Should I ‘snoop’ on my spouse’s phone? Ideally, you shouldn’t ‘snoop’ on your spouse’s phone because as a married couple you should have an agreement allowing both of you free access to other’s phones. This means ANY time you look at your spouse’s phone you aren’t snooping. Snooping implies secrecy. But we know we do not live in an ideal world and most spouses have not discussed how to handle each other’s phones.
As marriage counselors we see the destruction of secrecy. Hardly a day goes by without someone mentioning something about their phone. It is the rare occasion that we have a couple that comes to couple’s counseling that has an open policy about looking at each other’s phones.
Smartphones are a device of a younger generation, thus, many married couples were not raised with them. These couples are presented with the challenge of how their phones are used in their marriage, and many have not given much consideration as to creating boundaries with them.
Let’s say you do not have a phone policy in place with your spouse and you suspect your spouse is engaging in destructive activity. What do you do?
Pros and Cons of Snooping
Pros of snooping:
• You may learn that your spouse is looking at pornography.
• You may unearth an addiction.
• You may learn that your spouse is having an affair, whether physical or emotional.
• You may find that your spouse is lying to you about how he is spending his time, money, etc.
Although the suspicion of an affair is the number one concern for snooping mates, other serious issues may be discovered while sleuthing. A gambling, gaming or shopping addiction can be very damaging to a relationship and can destroy a family.
Cons of snooping:
• Snooping can be the result of unwarranted paranoia.
• Snooping can be an act of control.
• Snooping can be done out of codependency.
• There could be danger if you are in a physically abusive situation.

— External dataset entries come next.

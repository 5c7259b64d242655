//! DTOs for decoding Harvest v2 JSON responses.

use std::collections::HashMap;

use serde::Deserialize;

use crate::domain::ports::Developer;

#[derive(Debug, Deserialize)]
pub(super) struct UsersPageDto {
    #[serde(default)]
    pub(super) users: Vec<UserDto>,
    #[serde(default)]
    pub(super) next_page: Option<u32>,
}

#[derive(Debug, Deserialize)]
pub(super) struct UserDto {
    pub(super) id: u64,
    #[serde(default)]
    pub(super) first_name: String,
    #[serde(default)]
    pub(super) last_name: String,
    #[serde(default)]
    pub(super) email: String,
    #[serde(default)]
    pub(super) is_active: bool,
}

#[derive(Debug, Deserialize)]
pub(super) struct TimeEntriesPageDto {
    #[serde(default)]
    pub(super) time_entries: Vec<TimeEntryDto>,
    #[serde(default)]
    pub(super) next_page: Option<u32>,
}

#[derive(Debug, Deserialize)]
pub(super) struct TimeEntryDto {
    pub(super) user: TimeEntryUserDto,
    #[serde(default)]
    pub(super) hours: f64,
}

#[derive(Debug, Deserialize)]
pub(super) struct TimeEntryUserDto {
    pub(super) id: u64,
}

/// Sum logged hours per user identifier.
pub(super) fn hours_by_user(entries: &[TimeEntryDto]) -> HashMap<u64, f64> {
    entries.iter().fold(HashMap::new(), |mut totals, entry| {
        *totals.entry(entry.user.id).or_insert(0.0) += entry.hours;
        totals
    })
}

impl UserDto {
    pub(super) fn into_developer(self, hours: &HashMap<u64, f64>) -> Developer {
        Developer {
            id: self.id,
            logged_hours: hours.get(&self.id).copied().unwrap_or(0.0),
            first_name: self.first_name,
            last_name: self.last_name,
            email: self.email,
            is_active: self.is_active,
        }
    }
}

Sometimes the snooper is acting out of an unwarranted suspicion. Snooping at this point is very much sabotaging to the relationship. Usually someone who snoops for irrational reasons has issues with codependency. If the relationship is physically abusive, at least one spouse behaves possessively and could physically threaten the snooper.
Many people do not understand why people stay in abusive relationships and may question why we bring up snooping on an abusive mate. Ideally spouses leave physically abusive relationships, but this is not reality. Some are wrapped up in such codependent relationships that they remain in these relationships and can land in dangerous situations, snooping on their mate.
Disclaimer: If you are in a physically abusive relationship, it is imperative that you do not place yourself in danger by snooping. If you need to learn something about your mate, it is important that you have others to support you in the process so you are not left alone in a dangerous situation. Having a therapist to guide you through developing a plan will be important.